Records from a data source:
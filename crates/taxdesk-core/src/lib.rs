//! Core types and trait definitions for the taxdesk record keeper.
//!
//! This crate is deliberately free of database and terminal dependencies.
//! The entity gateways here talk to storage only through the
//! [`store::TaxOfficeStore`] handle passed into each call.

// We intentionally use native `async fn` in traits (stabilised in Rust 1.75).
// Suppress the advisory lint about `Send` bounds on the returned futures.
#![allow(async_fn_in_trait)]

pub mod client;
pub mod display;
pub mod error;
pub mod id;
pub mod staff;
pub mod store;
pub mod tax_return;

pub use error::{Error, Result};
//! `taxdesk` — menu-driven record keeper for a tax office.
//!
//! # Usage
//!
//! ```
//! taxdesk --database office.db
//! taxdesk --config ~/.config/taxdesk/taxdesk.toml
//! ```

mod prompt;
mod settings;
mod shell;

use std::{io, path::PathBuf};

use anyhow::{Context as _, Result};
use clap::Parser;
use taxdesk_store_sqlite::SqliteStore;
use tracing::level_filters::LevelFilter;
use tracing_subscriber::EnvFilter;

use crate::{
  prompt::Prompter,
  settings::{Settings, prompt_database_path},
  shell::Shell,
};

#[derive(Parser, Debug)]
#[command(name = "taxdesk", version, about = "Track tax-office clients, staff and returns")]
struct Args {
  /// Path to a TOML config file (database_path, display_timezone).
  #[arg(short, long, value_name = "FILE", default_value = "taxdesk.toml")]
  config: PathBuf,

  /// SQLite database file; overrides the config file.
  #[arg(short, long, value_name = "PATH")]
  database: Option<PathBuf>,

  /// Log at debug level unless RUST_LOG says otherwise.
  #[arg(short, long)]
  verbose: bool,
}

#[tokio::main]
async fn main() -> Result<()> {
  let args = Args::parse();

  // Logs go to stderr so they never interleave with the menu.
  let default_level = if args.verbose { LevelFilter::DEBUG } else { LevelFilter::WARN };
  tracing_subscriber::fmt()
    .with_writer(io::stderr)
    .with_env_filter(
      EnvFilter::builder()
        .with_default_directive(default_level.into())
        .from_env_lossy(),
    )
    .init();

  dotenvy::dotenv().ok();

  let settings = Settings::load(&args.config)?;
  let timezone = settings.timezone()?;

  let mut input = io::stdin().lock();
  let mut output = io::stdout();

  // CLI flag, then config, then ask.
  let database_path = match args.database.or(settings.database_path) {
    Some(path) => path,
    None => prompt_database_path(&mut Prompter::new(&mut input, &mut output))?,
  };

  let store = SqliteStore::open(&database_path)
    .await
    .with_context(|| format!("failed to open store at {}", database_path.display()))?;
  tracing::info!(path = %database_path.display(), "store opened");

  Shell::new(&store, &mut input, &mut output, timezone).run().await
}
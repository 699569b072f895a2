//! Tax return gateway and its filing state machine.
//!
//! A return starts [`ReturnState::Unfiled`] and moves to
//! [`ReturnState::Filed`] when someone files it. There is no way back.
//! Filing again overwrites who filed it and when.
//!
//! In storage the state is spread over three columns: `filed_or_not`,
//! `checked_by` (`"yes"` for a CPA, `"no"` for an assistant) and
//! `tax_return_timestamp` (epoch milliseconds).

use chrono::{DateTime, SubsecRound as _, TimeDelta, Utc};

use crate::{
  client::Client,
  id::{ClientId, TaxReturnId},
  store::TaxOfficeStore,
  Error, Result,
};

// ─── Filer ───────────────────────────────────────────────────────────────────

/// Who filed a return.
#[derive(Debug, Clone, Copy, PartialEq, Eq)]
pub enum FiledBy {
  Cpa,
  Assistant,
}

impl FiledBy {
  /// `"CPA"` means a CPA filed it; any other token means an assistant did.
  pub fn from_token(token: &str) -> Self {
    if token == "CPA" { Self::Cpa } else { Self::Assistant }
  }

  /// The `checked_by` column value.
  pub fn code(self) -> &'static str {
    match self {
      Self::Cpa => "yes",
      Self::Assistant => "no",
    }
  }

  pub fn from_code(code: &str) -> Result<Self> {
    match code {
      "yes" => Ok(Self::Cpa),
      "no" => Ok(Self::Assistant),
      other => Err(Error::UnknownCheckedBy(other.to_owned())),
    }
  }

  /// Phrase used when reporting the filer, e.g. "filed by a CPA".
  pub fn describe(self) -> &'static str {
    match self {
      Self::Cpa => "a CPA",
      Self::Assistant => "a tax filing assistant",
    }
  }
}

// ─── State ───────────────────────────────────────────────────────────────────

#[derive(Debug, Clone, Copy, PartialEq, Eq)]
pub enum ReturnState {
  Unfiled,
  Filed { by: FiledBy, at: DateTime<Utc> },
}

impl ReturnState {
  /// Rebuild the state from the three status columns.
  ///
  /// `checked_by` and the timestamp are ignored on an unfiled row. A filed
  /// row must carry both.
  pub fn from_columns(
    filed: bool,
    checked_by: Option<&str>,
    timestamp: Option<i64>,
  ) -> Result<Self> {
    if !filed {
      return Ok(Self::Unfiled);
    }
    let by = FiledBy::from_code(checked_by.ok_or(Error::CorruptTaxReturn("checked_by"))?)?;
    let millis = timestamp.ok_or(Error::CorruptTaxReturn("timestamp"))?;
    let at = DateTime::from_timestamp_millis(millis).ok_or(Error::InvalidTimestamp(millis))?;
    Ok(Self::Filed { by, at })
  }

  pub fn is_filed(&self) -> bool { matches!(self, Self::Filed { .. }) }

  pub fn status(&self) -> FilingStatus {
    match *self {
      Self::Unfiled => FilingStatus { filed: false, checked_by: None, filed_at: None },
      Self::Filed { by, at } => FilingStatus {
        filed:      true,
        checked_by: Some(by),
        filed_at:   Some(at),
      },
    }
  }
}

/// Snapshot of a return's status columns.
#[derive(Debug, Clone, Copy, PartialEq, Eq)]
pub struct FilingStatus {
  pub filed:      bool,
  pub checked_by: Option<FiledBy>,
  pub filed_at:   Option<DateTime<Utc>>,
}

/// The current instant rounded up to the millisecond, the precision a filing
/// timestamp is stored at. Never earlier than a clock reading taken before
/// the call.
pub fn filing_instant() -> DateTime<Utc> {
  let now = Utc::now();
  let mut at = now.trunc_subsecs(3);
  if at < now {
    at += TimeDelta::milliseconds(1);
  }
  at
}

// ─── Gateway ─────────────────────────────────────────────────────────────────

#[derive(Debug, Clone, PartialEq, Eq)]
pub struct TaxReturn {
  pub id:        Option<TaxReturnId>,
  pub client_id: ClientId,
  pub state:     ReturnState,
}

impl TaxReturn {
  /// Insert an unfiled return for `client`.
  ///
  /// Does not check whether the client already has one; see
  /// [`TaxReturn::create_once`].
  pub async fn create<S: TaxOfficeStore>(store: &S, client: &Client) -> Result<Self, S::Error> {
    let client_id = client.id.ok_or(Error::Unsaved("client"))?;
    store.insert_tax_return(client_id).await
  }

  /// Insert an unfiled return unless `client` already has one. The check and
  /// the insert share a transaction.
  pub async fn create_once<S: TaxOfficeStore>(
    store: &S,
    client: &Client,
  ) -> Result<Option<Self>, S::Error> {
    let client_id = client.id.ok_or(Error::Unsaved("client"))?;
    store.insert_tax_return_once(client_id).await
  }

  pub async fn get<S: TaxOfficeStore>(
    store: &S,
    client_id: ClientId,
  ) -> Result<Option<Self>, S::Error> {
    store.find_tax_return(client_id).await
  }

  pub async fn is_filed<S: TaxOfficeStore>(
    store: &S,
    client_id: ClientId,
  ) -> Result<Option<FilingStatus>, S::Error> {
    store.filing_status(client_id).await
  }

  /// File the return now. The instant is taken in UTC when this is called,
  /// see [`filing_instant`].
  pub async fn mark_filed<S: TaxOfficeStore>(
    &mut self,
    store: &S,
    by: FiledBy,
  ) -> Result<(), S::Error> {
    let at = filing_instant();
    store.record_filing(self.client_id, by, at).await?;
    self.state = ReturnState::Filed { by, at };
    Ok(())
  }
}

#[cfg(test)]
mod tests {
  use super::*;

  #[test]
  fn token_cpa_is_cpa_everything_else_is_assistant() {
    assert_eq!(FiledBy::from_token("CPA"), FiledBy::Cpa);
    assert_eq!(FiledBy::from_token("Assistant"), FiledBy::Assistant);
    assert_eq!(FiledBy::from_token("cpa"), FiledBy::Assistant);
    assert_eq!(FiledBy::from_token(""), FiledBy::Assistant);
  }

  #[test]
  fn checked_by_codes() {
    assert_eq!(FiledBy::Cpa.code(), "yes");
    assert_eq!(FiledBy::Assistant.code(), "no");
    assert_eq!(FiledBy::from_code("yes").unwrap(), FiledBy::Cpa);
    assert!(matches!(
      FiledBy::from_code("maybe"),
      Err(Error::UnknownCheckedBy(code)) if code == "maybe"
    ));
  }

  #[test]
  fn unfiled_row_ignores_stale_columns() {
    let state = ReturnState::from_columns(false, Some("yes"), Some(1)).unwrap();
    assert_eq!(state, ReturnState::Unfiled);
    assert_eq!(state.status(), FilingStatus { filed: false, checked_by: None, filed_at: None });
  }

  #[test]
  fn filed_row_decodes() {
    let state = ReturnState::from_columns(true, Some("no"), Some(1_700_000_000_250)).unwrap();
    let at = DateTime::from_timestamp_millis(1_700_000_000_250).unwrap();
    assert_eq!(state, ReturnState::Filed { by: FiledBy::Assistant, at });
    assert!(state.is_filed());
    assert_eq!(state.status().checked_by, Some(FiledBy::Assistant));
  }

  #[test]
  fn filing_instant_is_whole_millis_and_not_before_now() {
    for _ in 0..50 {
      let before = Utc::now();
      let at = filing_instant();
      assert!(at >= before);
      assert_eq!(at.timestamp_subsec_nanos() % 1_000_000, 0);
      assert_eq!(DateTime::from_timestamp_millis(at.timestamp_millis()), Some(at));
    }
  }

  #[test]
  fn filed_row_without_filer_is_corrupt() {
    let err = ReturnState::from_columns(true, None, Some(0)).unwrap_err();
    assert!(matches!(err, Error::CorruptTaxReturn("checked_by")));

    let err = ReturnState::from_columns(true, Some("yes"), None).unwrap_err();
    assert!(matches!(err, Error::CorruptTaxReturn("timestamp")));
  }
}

* * *

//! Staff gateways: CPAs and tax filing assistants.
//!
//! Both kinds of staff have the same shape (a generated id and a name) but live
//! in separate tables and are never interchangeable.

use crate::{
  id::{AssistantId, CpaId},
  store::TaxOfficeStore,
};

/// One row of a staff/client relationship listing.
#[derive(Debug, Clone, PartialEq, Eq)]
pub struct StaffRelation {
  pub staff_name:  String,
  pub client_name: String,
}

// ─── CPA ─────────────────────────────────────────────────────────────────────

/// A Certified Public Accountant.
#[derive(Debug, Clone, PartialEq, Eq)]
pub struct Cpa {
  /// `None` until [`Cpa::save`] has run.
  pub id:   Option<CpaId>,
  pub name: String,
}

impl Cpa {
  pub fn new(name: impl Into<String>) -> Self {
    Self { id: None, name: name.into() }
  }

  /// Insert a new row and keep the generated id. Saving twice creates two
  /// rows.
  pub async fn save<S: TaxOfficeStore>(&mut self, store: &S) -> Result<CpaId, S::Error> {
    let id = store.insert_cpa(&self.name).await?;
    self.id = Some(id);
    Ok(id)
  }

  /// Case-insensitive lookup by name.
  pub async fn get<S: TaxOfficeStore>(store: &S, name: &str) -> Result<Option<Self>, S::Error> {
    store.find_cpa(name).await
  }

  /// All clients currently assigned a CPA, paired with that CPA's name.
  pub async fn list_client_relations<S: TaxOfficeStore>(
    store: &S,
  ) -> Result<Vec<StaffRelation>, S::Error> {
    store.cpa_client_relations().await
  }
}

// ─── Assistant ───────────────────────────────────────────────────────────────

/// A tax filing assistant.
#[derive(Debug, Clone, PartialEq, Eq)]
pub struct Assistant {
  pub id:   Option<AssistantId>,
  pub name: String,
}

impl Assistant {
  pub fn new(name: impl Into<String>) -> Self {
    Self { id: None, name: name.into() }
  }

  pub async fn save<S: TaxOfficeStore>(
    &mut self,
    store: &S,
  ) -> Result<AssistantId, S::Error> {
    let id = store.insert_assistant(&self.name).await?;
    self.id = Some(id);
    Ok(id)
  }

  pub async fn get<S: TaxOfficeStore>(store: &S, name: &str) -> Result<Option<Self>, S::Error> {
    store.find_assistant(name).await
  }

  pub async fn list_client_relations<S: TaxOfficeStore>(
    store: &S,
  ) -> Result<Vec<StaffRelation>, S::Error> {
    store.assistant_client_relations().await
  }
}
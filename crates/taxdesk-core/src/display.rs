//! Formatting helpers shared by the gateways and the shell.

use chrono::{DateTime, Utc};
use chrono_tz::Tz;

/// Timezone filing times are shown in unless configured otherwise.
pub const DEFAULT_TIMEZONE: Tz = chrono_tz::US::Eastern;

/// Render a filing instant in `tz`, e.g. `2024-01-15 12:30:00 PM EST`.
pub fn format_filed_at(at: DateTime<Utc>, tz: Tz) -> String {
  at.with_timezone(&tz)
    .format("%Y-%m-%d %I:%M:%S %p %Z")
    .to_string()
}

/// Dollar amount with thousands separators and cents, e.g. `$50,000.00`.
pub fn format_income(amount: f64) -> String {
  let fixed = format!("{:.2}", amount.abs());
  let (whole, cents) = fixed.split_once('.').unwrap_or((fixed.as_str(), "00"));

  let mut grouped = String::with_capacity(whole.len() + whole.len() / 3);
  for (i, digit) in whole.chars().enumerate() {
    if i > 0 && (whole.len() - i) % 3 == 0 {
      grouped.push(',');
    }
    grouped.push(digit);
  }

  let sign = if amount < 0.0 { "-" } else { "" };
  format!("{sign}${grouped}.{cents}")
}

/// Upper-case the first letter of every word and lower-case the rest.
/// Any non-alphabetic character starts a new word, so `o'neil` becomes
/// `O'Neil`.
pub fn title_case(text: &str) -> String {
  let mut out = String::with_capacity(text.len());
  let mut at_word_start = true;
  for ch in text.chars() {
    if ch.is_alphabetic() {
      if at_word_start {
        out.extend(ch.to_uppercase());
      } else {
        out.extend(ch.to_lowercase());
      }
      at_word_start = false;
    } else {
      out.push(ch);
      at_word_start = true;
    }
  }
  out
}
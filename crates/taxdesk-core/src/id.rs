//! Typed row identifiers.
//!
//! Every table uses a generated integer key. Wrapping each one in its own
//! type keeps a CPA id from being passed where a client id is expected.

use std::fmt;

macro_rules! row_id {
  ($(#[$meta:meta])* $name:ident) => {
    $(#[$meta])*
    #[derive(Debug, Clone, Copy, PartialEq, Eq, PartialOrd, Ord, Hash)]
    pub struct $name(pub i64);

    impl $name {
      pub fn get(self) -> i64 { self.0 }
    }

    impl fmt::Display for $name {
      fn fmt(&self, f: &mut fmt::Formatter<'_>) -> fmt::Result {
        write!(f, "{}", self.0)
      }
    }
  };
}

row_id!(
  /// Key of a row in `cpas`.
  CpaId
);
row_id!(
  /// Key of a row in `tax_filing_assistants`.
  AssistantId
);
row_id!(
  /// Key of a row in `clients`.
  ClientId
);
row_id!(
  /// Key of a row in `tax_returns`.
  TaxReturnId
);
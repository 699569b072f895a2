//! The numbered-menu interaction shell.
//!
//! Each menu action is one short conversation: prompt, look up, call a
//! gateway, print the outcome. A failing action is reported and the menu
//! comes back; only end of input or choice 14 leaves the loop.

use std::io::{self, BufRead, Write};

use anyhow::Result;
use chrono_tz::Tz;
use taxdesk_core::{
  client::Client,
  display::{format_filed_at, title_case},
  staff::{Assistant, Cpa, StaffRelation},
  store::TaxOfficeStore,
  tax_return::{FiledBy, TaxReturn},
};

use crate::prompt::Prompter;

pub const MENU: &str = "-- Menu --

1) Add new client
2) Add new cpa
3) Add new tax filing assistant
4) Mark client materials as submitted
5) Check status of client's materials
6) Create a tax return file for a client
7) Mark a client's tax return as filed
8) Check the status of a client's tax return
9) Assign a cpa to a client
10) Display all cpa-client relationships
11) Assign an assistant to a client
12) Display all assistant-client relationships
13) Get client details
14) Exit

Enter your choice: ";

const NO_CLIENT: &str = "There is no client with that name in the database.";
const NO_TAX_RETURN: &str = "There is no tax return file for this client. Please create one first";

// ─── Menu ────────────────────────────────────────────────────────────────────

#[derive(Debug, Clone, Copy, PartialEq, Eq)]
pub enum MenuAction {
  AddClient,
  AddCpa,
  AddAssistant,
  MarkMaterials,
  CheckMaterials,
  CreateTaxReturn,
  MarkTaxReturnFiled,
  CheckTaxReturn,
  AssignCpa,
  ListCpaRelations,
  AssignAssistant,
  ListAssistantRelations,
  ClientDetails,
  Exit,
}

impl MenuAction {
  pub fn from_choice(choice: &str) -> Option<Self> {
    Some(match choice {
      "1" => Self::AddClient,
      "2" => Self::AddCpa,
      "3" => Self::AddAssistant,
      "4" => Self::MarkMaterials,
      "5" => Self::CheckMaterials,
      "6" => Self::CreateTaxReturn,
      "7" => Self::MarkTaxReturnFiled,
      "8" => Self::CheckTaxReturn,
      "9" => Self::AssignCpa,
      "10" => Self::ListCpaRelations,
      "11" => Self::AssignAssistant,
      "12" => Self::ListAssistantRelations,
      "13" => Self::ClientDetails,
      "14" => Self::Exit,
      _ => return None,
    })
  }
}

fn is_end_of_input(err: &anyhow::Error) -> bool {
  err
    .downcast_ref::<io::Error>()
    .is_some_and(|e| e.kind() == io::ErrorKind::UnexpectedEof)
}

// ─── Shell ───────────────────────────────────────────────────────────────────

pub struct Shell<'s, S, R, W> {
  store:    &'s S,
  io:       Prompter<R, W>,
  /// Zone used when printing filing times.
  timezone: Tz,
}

---

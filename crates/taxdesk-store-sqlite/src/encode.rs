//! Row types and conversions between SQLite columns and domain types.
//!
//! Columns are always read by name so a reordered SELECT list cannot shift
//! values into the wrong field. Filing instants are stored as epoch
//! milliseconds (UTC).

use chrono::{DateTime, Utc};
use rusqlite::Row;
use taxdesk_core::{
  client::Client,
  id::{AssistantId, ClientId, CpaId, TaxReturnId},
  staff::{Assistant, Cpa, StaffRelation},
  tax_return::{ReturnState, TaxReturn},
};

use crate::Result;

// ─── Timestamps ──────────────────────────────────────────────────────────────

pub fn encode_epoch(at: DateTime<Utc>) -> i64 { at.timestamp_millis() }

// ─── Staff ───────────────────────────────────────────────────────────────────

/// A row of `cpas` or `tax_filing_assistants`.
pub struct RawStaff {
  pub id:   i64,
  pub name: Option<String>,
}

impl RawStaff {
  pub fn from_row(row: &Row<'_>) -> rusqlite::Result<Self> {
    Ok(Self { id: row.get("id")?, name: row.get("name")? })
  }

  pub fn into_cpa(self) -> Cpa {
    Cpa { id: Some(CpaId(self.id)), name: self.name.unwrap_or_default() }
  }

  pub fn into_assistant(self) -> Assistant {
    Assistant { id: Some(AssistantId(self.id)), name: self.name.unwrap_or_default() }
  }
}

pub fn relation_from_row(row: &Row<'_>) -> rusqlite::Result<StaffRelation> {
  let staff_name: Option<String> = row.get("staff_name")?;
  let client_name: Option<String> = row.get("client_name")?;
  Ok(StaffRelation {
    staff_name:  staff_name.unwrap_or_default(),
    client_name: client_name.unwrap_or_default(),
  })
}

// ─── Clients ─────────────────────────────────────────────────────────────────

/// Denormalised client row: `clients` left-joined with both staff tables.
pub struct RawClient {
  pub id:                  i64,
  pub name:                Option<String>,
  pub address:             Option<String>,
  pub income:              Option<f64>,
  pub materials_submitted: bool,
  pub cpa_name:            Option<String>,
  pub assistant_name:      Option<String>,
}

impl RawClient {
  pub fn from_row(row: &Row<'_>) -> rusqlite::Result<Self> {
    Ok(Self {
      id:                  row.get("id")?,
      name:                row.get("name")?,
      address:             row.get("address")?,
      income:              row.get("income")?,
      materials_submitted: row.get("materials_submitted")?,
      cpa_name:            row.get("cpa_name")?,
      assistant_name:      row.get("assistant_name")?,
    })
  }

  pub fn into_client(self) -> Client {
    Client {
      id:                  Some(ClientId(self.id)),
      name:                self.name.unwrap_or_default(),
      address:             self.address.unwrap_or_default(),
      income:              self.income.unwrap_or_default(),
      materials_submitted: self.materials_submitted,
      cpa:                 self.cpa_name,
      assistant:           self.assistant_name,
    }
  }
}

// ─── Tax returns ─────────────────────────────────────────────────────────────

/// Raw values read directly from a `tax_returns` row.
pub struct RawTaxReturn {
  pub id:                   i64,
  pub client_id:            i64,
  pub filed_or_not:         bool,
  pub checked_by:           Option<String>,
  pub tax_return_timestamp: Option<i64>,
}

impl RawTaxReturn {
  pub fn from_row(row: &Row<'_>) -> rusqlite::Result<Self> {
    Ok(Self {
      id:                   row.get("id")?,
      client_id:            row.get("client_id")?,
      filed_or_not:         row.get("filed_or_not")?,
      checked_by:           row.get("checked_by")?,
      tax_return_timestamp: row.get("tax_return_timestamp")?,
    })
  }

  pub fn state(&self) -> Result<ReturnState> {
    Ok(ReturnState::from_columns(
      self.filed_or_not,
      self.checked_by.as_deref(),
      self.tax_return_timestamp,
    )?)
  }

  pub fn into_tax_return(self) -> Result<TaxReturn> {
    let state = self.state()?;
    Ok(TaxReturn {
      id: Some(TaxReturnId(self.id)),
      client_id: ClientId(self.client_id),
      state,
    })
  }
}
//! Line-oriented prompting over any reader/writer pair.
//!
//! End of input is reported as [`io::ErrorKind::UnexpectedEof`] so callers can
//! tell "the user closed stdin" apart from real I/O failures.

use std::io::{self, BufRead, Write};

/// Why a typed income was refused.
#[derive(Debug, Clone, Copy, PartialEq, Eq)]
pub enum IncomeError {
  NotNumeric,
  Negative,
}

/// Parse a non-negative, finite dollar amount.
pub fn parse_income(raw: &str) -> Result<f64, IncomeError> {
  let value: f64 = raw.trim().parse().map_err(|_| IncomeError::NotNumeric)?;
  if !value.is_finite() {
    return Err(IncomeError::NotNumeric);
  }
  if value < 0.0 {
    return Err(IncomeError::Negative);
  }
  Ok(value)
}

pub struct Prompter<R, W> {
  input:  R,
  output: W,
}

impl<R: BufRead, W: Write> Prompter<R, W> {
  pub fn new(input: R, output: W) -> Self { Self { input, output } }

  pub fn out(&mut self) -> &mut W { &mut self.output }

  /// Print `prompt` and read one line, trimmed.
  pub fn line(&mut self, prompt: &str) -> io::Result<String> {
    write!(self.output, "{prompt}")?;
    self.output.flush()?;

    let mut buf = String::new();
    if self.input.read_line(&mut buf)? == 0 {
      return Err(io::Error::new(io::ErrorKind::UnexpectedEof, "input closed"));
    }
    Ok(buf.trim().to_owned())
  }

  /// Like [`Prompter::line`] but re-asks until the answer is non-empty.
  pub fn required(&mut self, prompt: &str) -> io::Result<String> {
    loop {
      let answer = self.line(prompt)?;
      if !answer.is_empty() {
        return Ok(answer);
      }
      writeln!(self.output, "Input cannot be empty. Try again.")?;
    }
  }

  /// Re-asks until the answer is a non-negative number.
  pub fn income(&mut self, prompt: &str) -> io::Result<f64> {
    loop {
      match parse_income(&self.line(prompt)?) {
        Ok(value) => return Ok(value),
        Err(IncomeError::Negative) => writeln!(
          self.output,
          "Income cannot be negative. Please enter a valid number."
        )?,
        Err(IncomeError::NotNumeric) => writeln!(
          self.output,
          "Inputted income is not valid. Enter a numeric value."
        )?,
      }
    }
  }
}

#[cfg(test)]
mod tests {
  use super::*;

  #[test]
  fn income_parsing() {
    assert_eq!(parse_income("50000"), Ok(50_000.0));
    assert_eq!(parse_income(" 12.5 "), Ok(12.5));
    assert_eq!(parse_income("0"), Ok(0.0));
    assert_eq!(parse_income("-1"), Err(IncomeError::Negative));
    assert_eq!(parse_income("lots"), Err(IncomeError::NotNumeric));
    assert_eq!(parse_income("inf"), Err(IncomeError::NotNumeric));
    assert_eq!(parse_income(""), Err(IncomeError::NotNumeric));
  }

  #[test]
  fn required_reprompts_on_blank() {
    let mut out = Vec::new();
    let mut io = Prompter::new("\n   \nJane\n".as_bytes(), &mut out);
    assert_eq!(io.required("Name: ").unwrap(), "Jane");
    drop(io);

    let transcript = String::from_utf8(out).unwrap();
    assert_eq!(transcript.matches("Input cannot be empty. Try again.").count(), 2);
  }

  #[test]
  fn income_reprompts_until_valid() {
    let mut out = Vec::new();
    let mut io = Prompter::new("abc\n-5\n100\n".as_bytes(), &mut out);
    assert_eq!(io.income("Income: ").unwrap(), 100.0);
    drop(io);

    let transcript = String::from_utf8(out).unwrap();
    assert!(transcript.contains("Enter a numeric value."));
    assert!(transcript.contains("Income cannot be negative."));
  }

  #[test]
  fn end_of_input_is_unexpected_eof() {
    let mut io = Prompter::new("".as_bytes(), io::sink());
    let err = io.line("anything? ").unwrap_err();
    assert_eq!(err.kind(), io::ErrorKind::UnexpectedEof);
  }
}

Work required:
Look back at the entries above. Retype the line with "filename crates/taxdesk-core/src/lib.rs", the line with "the returned futures.", and all lines in between.

Exercise result:
filename crates/taxdesk-core/src/lib.rs
//! Core types and trait definitions for the taxdesk record keeper.
//!
//! This crate is deliberately free of database and terminal dependencies.
//! The entity gateways here talk to storage only through the
//! [`store::TaxOfficeStore`] handle passed into each call.

// We intentionally use native `async fn` in traits (stabilised in Rust 1.75).
// Suppress the advisory lint about `Send` bounds on the returned futures.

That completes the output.